Commençons la première série d’ouvrages généraux en 1996, avec Les politiques de développement rural : Des années de croissance au temps d’incertitude. Cet ouvrage de Paul Houée, est le résultat d’une analyse des politiques nationales de développement rural en France. A travers une démarche pluridisciplinaire, l’auteur montre que l’espace rural, qui était autrefois perçu comme le domaine des activités de campagne telles que l’agriculture, va devenir une partie intégrante d’un écosystème économique large, formé de diverses industries et marqué par la cohabitation harmonieuse du rural et de l’urbain.

Cet ouvrage enrichi les connaissances sur les modèles de développement et sur l’histoire rurale de la France avec un niveau de détails admirable. Mais tout cela repose sur un planché perfectible. En effet, la visée développementaliste affirmée de Paul Houée serait un indice de son inclinaison, et donc, de sa partialité.
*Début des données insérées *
/// Software rasterizer producing RGBA frames of the cube scene
use nalgebra::{Matrix4, Point3, Vector3, Vector4};
use std::convert::Infallible;

use crate::projection::{Camera, ScreenPoint};
use crate::render::RenderTarget;
use crate::scene::{Color, CubeInstance, DirectionalLight, Scene};
use crate::surface::{DisplaySize, PixelSize};

/// Bytes per RGBA8 pixel
pub const BYTES_PER_PIXEL: usize = 4;

/// An RGBA8 image, rows top to bottom
#[derive(Debug, Clone, PartialEq, Eq, Default)]
pub struct Frame {
    size: PixelSize,
    pixels: Vec<u8>,
}

impl Frame {
    pub fn new(size: PixelSize) -> Self {
        Self {
            size,
            pixels: vec![0; size.area() * BYTES_PER_PIXEL],
        }
    }

    pub fn size(&self) -> PixelSize {
        self.size
    }

    pub fn pixels(&self) -> &[u8] {
        &self.pixels
    }

    /// RGBA at (`x`, `y`), `None` outside the frame
    pub fn pixel(&self, x: u32, y: u32) -> Option<[u8; 4]> {
        if x >= self.size.width || y >= self.size.height {
            return None;
        }
        let i = (y as usize * self.size.width as usize + x as usize) * BYTES_PER_PIXEL;
        let mut rgba = [0; 4];
        rgba.copy_from_slice(&self.pixels[i..i + BYTES_PER_PIXEL]);
        Some(rgba)
    }

    fn fill(&mut self, rgba: [u8; 4]) {
        for px in self.pixels.chunks_exact_mut(BYTES_PER_PIXEL) {
            px.copy_from_slice(&rgba);
        }
    }

    fn put(&mut self, index: usize, rgba: [u8; 4]) {
        let i = index * BYTES_PER_PIXEL;
        self.pixels[i..i + BYTES_PER_PIXEL].copy_from_slice(&rgba);
    }
}

fn to_rgba(color: Vector3<f32>) -> [u8; 4] {
    let channel = |c: f32| (c.clamp(0.0, 1.0) * 255.0).round() as u8;
    [channel(color.x), channel(color.y), channel(color.z), 255]
}

/// CPU render target with a depth buffer.
///
/// Faces are flat shaded with Lambert diffuse plus a Blinn-Phong highlight
/// from the scene's directional light. Back faces are culled.
pub struct Rasterizer {
    display: DisplaySize,
    frame: Frame,
    depth_buffer: Vec<f32>,
}

impl Rasterizer {
    pub fn new(display: DisplaySize) -> Self {
        Self {
            display,
            frame: Frame::default(),
            depth_buffer: Vec::new(),
        }
    }

    /// Change how large the surface is displayed; the buffer follows on the
    /// next render.
    pub fn set_display_size(&mut self, display: DisplaySize) {
        self.display = display;
    }

    pub fn frame(&self) -> &Frame {
        &self.frame
    }

    fn clear(&mut self, color: Color) {
        self.frame.fill(to_rgba(color.as_vector()));
        self.depth_buffer.fill(f32::INFINITY);
    }

    fn render_cube(
        &mut self,
        cube: &CubeInstance,
        scene: &Scene,
        camera: &Camera,
        view_projection: &Matrix4<f32>,
    ) {
        let model = cube.transform.model_matrix();
        let rotation = cube.transform.rotation.matrix();
        let mvp = view_projection * model;
        let size = self.frame.size();

        for triangle in &scene.mesh.triangles {
            let clip = triangle.vertices.map(|v| Camera::clip_space(&mvp, &v.position));
            let polygon = clip_near(clip);
            let Some(screen) = polygon
                .iter()
                .map(|c| Camera::clip_to_screen(c, size.width, size.height))
                .collect::<Option<Vec<_>>>()
            else {
                continue;
            };
            if screen.len() < 3 {
                continue;
            }

            let normal = (rotation * triangle.calculate_normal()).normalize();
            let centroid = triangle
                .vertices
                .iter()
                .fold(Vector3::zeros(), |acc, v| acc + v.position.coords)
                / 3.0;
            let world_centroid = model.transform_point(&Point3::from(centroid));
            let to_eye = camera.position - world_centroid;
            let rgba = to_rgba(shade(cube, &scene.light, normal, to_eye));

            for i in 1..screen.len() - 1 {
                let fan = [screen[0], screen[i], screen[i + 1]];
                // Counter-clockwise in NDC turns clockwise once y points down.
                if signed_area(&fan) >= 0.0 {
                    continue;
                }
                self.rasterize_triangle(&fan, rgba);
            }
        }
    }

    fn rasterize_triangle(&mut self, coords: &[ScreenPoint; 3], rgba: [u8; 4]) {
        let [v0, v1, v2] = *coords;
        let width = self.frame.size().width as i32;
        let height = self.frame.size().height as i32;

        // Bounding box clipped to the buffer
        let min_x = (v0.x.min(v1.x).min(v2.x).floor() as i32).max(0);
        let max_x = (v0.x.max(v1.x).max(v2.x).ceil() as i32).min(width - 1);
        let min_y = (v0.y.min(v1.y).min(v2.y).floor() as i32).max(0);
        let max_y = (v0.y.max(v1.y).max(v2.y).ceil() as i32).min(height - 1);

        for y in min_y..=max_y {
            for x in min_x..=max_x {
                let p = (x as f32 + 0.5, y as f32 + 0.5);
                // Degenerate triangles cover nothing
                let corners = ((v0.x, v0.y), (v1.x, v1.y), (v2.x, v2.y));
                let Some((w0, w1, w2)) = barycentric(corners.0, corners.1, corners.2, p) else {
                    return;
                };
                if w0 < 0.0 || w1 < 0.0 || w2 < 0.0 {
                    continue;
                }

                let depth = w0 * v0.depth + w1 * v1.depth + w2 * v2.depth;
                if !(-1.0..=1.0).contains(&depth) {
                    continue;
                }

                let idx = y as usize * width as usize + x as usize;
                if depth < self.depth_buffer[idx] {
                    self.depth_buffer[idx] = depth;
                    self.frame.put(idx, rgba);
                }
            }
        }
    }
}

impl RenderTarget for Rasterizer {
    type Error = Infallible;

    fn display_size(&self) -> DisplaySize {
        self.display
    }

    fn buffer_size(&self) -> PixelSize {
        self.frame.size()
    }

    fn set_buffer_size(&mut self, size: PixelSize) {
        self.frame = Frame::new(size);
        self.depth_buffer = vec![f32::INFINITY; size.area()];
    }

    fn draw(&mut self, scene: &Scene, camera: &Camera) -> Result<(), Infallible> {
        self.clear(scene.clear_color);
        let view_projection = camera.view_projection();
        for cube in &scene.cubes {
            self.render_cube(cube, scene, camera, &view_projection);
        }
        Ok(())
    }
}

/// Lambert diffuse plus Blinn-Phong specular for one face.
fn shade(
    cube: &CubeInstance,
    light: &DirectionalLight,
    normal: Vector3<f32>,
    to_eye: Vector3<f32>,
) -> Vector3<f32> {
    let to_light = light.direction();
    let n_dot_l = normal.dot(&to_light);
    if n_dot_l <= 0.0 {
        return Vector3::zeros();
    }

    let radiance = light.color.as_vector() * light.intensity;
    let material = &cube.material;
    let diffuse = material.color.as_vector() * n_dot_l;

    let half = (to_light + to_eye.normalize()).normalize();
    let highlight = normal.dot(&half).max(0.0).powf(material.shininess);
    let specular = material.specular.as_vector() * highlight;

    (diffuse + specular).component_mul(&radiance)
}

/// Clip a triangle against the near plane (`z >= -w`). The result is a
/// convex polygon with 0, 3 or 4 vertices in the triangle's winding order.
fn clip_near(clip: [Vector4<f32>; 3]) -> Vec<Vector4<f32>> {
    let mut polygon = Vec::with_capacity(4);
    for i in 0..3 {
        let a = clip[i];
        let b = clip[(i + 1) % 3];
        let da = a.z + a.w;
        let db = b.z + b.w;
        if da >= 0.0 {
            polygon.push(a);
        }
        if (da >= 0.0) != (db >= 0.0) {
            let t = da / (da - db);
            polygon.push(a + (b - a) * t);
        }
    }
    polygon
}

fn signed_area(coords: &[ScreenPoint; 3]) -> f32 {
    let [a, b, c] = coords;
    (b.x - a.x) * (c.y - a.y) - (c.x - a.x) * (b.y - a.y)
}

/// Calculate barycentric coordinates for a point in a triangle
fn barycentric(
    v0: (f32, f32),
    v1: (f32, f32),
    v2: (f32, f32),
    p: (f32, f32),
) -> Option<(f32, f32, f32)> {
    let denom = (v1.1 - v2.1) * (v0.0 - v2.0) + (v2.0 - v1.0) * (v0.1 - v2.1);

    if denom.abs() < 1e-6 {
        return None;
    }

    let w0 = ((v1.1 - v2.1) * (p.0 - v2.0) + (v2.0 - v1.0) * (p.1 - v2.1)) / denom;
    let w1 = ((v2.1 - v0.1) * (p.0 - v2.0) + (v0.0 - v2.0) * (p.1 - v2.1)) / denom;
    let w2 = 1.0 - w0 - w1;

    Some((w0, w1, w2))
}

#[cfg(test)]
mod tests {
    use super::*;
    use crate::config::{CameraConfig, CubeConfig, SceneConfig};
    use crate::render::Stage;

    fn render_at(timestamp_ms: f64, display: DisplaySize) -> Frame {
        let mut stage = Stage::default();
        let mut raster = Rasterizer::new(display);
        stage.frame(timestamp_ms, &mut raster).unwrap();
        raster.frame().clone()
    }

    #[test]
    fn test_buffer_follows_display() {
        let frame = render_at(0.0, DisplaySize::new(120.0, 60.0, 1.0));
        assert_eq!(frame.size(), PixelSize::new(120, 60));
        assert_eq!(frame.pixels().len(), 120 * 60 * BYTES_PER_PIXEL);
    }

    #[test]
    fn test_corner_is_clear_color() {
        let frame = render_at(0.0, DisplaySize::new(120.0, 60.0, 1.0));
        assert_eq!(frame.pixel(0, 0), Some([0, 0, 0, 255]));
        assert_eq!(frame.pixel(120, 0), None);
    }

    #[test]
    fn test_centre_cube_is_lit_green() {
        // At t = 0 the middle cube shows its +z face to the camera.
        let frame = render_at(0.0, DisplaySize::new(120.0, 60.0, 1.0));
        let [r, g, b, a] = frame.pixel(60, 30).unwrap();
        assert_eq!(a, 255);
        assert!(g > r && g > b, "expected the 0x44aa88 cube, got {r} {g} {b}");
    }

    #[test]
    fn test_side_cubes_are_visible() {
        let frame = render_at(0.0, DisplaySize::new(120.0, 60.0, 1.0));
        // Cube centres at x = -2 and x = 2 land left and right of the middle
        let left = frame.pixel(10, 30).unwrap();
        let right = frame.pixel(110, 30).unwrap();
        assert_ne!(left, [0, 0, 0, 255]);
        assert_ne!(right, [0, 0, 0, 255]);
    }

    #[test]
    fn test_face_crossing_camera_plane_is_clipped_not_dropped() {
        // Camera beside the cube, level with it: the lit -x face runs from in
        // front of the camera to behind it.
        let config = SceneConfig {
            cubes: vec![CubeConfig {
                color: 0x44aa88,
                x: 0.0,
            }],
            camera: CameraConfig {
                position: [-0.9, 0.0, 0.3],
                target: [-0.9, 0.0, -1.0],
                near: 0.01,
                ..CameraConfig::default()
            },
            ..SceneConfig::default()
        };
        let mut stage = Stage::new(&config);
        let mut raster = Rasterizer::new(DisplaySize::new(200.0, 100.0, 1.0));
        stage.render(&mut raster).unwrap();

        let clear = [0, 0, 0, 255];
        let frame = raster.frame();
        let drawn = frame
            .pixels()
            .chunks_exact(BYTES_PER_PIXEL)
            .filter(|px| *px != clear)
            .count();
        assert!(drawn > 1000, "only {drawn} pixels drawn");
        // The face sits to the right of the view axis
        assert_eq!(frame.pixel(10, 50), Some(clear));
        assert_ne!(frame.pixel(190, 50), Some(clear));
    }

    #[test]
    fn test_triangle_behind_camera_is_clipped_away() {
        let behind = [
            Vector4::new(0.0, 0.0, -2.0, 1.0),
            Vector4::new(1.0, 0.0, -2.0, 1.0),
            Vector4::new(0.0, 1.0, -2.0, 1.0),
        ];
        assert!(clip_near(behind).is_empty());
    }

    #[test]
    fn test_clip_near_splits_straddling_triangle() {
        let straddling = [
            Vector4::new(0.0, 0.0, -2.0, 1.0),
            Vector4::new(1.0, 0.0, 0.0, 1.0),
            Vector4::new(0.0, 1.0, 0.0, 1.0),
        ];
        let polygon = clip_near(straddling);
        assert_eq!(polygon.len(), 4);
        for v in &polygon {
            assert!(v.z + v.w >= -1e-6);
        }
    }

    #[test]
    fn test_barycentric_degenerate() {
        assert!(barycentric((0.0, 0.0), (1.0, 1.0), (2.0, 2.0), (0.5, 0.5)).is_none());
    }
}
Celui-ci se rendrait ainsi coupable de la violation de la neutralité axiologique prescrite par Max Weber. Jean-Louis Loubert nous rappelle à ce propos que le sociologue doit s’abstenir d’être « moralisateur », ou « réformateur ». Pierre Lascoumes et Le Galès vont au-delà de l’étude des politiques rurales.

Sociologie de l’action publique, c’est l’ouvrage concocté par Pierre Lascoumes et Patrick Le Galès en 2007. L’ouvrage étudie les nouveaux phénomènes induis par la complexification de la société : l’action publique, la gouvernance, et les politiques publiques. Au bout de leur étude, les auteurs concluent que l’action publique est désormais un mode de gestion dépendant des relations internationales. En effet, les politiques publiques cèdent à l’action publique après l’entrée des « publics » et des étrangers dans les instances de décisions classiques. C’est ainsi que l’UE (Union Européenne), par exemple, s’est installée, et a créé une sorte de gouvernance standard internationale.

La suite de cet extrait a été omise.